Advances in the development of methods for automatically extracting and understanding the content of handwritten digitized documents will continue being an important need for our society. This project addresses three challenging computational problems related to automatic handwritten text processing of document images: (1) document layout extraction over unstructured documents, (2) continuous handwritten text recognition under unrestricted conditions and (3) offline verification of human signatures using advanced deep neural models, respectively. The proposed solutions to previous problems will be adapted to several applications presenting a socio-economic interest. In particular: the analysis and transcription of historical documents, and some demographic prediction problems based on use of handwriting (for example, recognizing the gender or handedness of a person). In this project, we will emphasize the application of developments oriented towards the Spanish language with the creation of several annotated datasets for considered problems that will be made available to the research community.

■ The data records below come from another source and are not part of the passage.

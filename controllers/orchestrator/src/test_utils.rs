//! Test utilities for unit testing the orchestrator
//!
//! [`fixture`] seeds a `MemoryStore` with two tenant organizations, one VDC and one
//! catalog each, and a user per role, and wires it to a `MockClusterClient`.

use crate::config::Config;
use crate::orchestrator::Orchestrator;
use cluster_client::{ClusterClientTrait, MockClusterClient};
use crds::{CATALOG_ID_LABEL, CATALOG_ITEM_LABEL, RunStrategy};
use std::collections::BTreeMap;
use std::sync::Arc;
use vcd_store::{
    AllocationModel, Catalog, MemoryStore, Organization, ResourceLimit, Role, Status, StoreTrait, User, VApp, Vdc, Vm,
};

/// Namespace holding catalog templates in tests
pub const TEMPLATE_NAMESPACE: &str = "openshift";

pub struct Fixture {
    pub orchestrator: Orchestrator,
    pub store: MemoryStore,
    pub cluster: MockClusterClient,
    pub provider: Organization,
    pub org: Organization,
    pub other_org: Organization,
    pub sysadmin: User,
    pub admin: User,
    pub user: User,
    pub reader: User,
    pub outsider: User,
    pub vdc: Vdc,
    pub other_vdc: Vdc,
    pub catalog: Catalog,
    pub other_catalog: Catalog,
}

/// Fixture with a mock cluster backend
pub async fn fixture() -> Fixture {
    fixture_with(Config::default(), true).await
}

/// Fixture without a cluster backend (degraded mode)
pub async fn degraded_fixture() -> Fixture {
    fixture_with(Config::default(), false).await
}

pub async fn fixture_with(mut config: Config, with_cluster: bool) -> Fixture {
    config.template_namespace = TEMPLATE_NAMESPACE.to_string();
    let store = MemoryStore::new();
    let cluster = MockClusterClient::new();

    let mut provider = Organization::new("system");
    provider.is_provider = true;
    let org = Organization::new("acme");
    let other_org = Organization::new("globex");
    for o in [&provider, &org, &other_org] {
        store.create_org(o).await.unwrap();
    }

    let sysadmin = User::new(provider.id, "root", Role::SystemAdmin);
    let admin = User::new(org.id, "alice", Role::OrgAdmin);
    let user = User::new(org.id, "bob", Role::OrgUser);
    let reader = User::new(org.id, "carol", Role::ReadOnly);
    let outsider = User::new(other_org.id, "mallory", Role::OrgAdmin);
    for u in [&sysadmin, &admin, &user, &reader, &outsider] {
        store.create_user(u).await.unwrap();
    }

    let mut vdc = Vdc::new(org.id, "acme-vdc", "vdc-acme");
    vdc.allocation_model = AllocationModel::AllocationPool;
    vdc.cpu = ResourceLimit::new(4, "cores");
    vdc.memory = ResourceLimit::new(8192, "MB");
    let other_vdc = Vdc::new(other_org.id, "globex-vdc", "vdc-globex");
    store.create_vdc(&vdc).await.unwrap();
    store.create_vdc(&other_vdc).await.unwrap();

    let catalog = Catalog::new(org.id, "acme-catalog");
    let other_catalog = Catalog::new(other_org.id, "globex-catalog");
    store.create_catalog(&catalog).await.unwrap();
    store.create_catalog(&other_catalog).await.unwrap();

    let cluster_arc: Option<Arc<dyn ClusterClientTrait>> = if with_cluster {
        Some(Arc::new(cluster.clone()))
    } else {
        None
    };
    let orchestrator = Orchestrator::new(Arc::new(store.clone()), cluster_arc, &config);

    Fixture {
        orchestrator,
        store,
        cluster,
        provider,
        org,
        other_org,
        sysadmin,
        admin,
        user,
        reader,
        outsider,
        vdc,
        other_vdc,
        catalog,
        other_catalog,
    }
}

/// Labels publishing a template as an item of `catalog`
pub fn catalog_item_labels(catalog: &Catalog) -> BTreeMap<String, String> {
    BTreeMap::from([
        (CATALOG_ITEM_LABEL.to_string(), "true".to_string()),
        (CATALOG_ID_LABEL.to_string(), catalog.id.to_string()),
    ])
}

impl Fixture {
    /// Handle of a resource in the fixture
    pub fn handle(&self, kind: crate::urn::Kind, id: uuid::Uuid) -> String {
        self.orchestrator.codec().encode_id(kind, id)
    }

    /// Publish a template in the fixture organization's catalog
    pub fn add_catalog_template(&self, name: &str) {
        self.cluster
            .add_template(TEMPLATE_NAMESPACE, name, catalog_item_labels(&self.catalog));
    }

    /// Deployed vApp with one VM in `status`, backed by a VirtualMachine in the mock cluster
    pub async fn add_vapp_with_vm(&self, name: &str, vm_status: Status) -> (VApp, Vm) {
        let mut vapp = VApp::new(self.vdc.id, name);
        vapp.status = vm_status;
        self.store.create_vapp(&vapp).await.unwrap();

        let vm_name = format!("{}-vm", name);
        let vm = Vm::new(vapp.id, &self.vdc.namespace, &vm_name, vm_status);
        self.store.create_vm(&vm).await.unwrap();

        let strategy = match vm_status {
            Status::PoweredOn | Status::PoweringOn => RunStrategy::Always,
            _ => RunStrategy::Halted,
        };
        self.cluster
            .add_virtual_machine(&self.vdc.namespace, &vm_name, Some(strategy));
        (vapp, vm)
    }

    /// Add another VM to an existing vApp
    pub async fn add_vm(&self, vapp: &VApp, vm_name: &str, status: Status) -> Vm {
        let vm = Vm::new(vapp.id, &self.vdc.namespace, vm_name, status);
        self.store.create_vm(&vm).await.unwrap();
        self.cluster
            .add_virtual_machine(&self.vdc.namespace, vm_name, Some(RunStrategy::Halted));
        vm
    }
}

In general, when addressing these problems and applications, we will make use of technologies based on the Deep Learning paradigm along with other advanced Machine Learning techniques that have recently achieved very competitive results in complex Computer Vision problems.

This project is proposed as a natural continuation of our previous project: "Algorithms and techniques for the challenges of extracting semantic content from scanned document images" (TIN2014-57458-R), which was presented to the Retos Program Call of 2014. The previous results achieved and published by the applicant research group in some of the problems addressed in this proposal will help us to guarantee the proposed objectives of this research. The approach of this project is also oriented towards industrial applications, and it has been supported by several private companies with which we already have experience in the development of projects related to some of the problems raised in this research.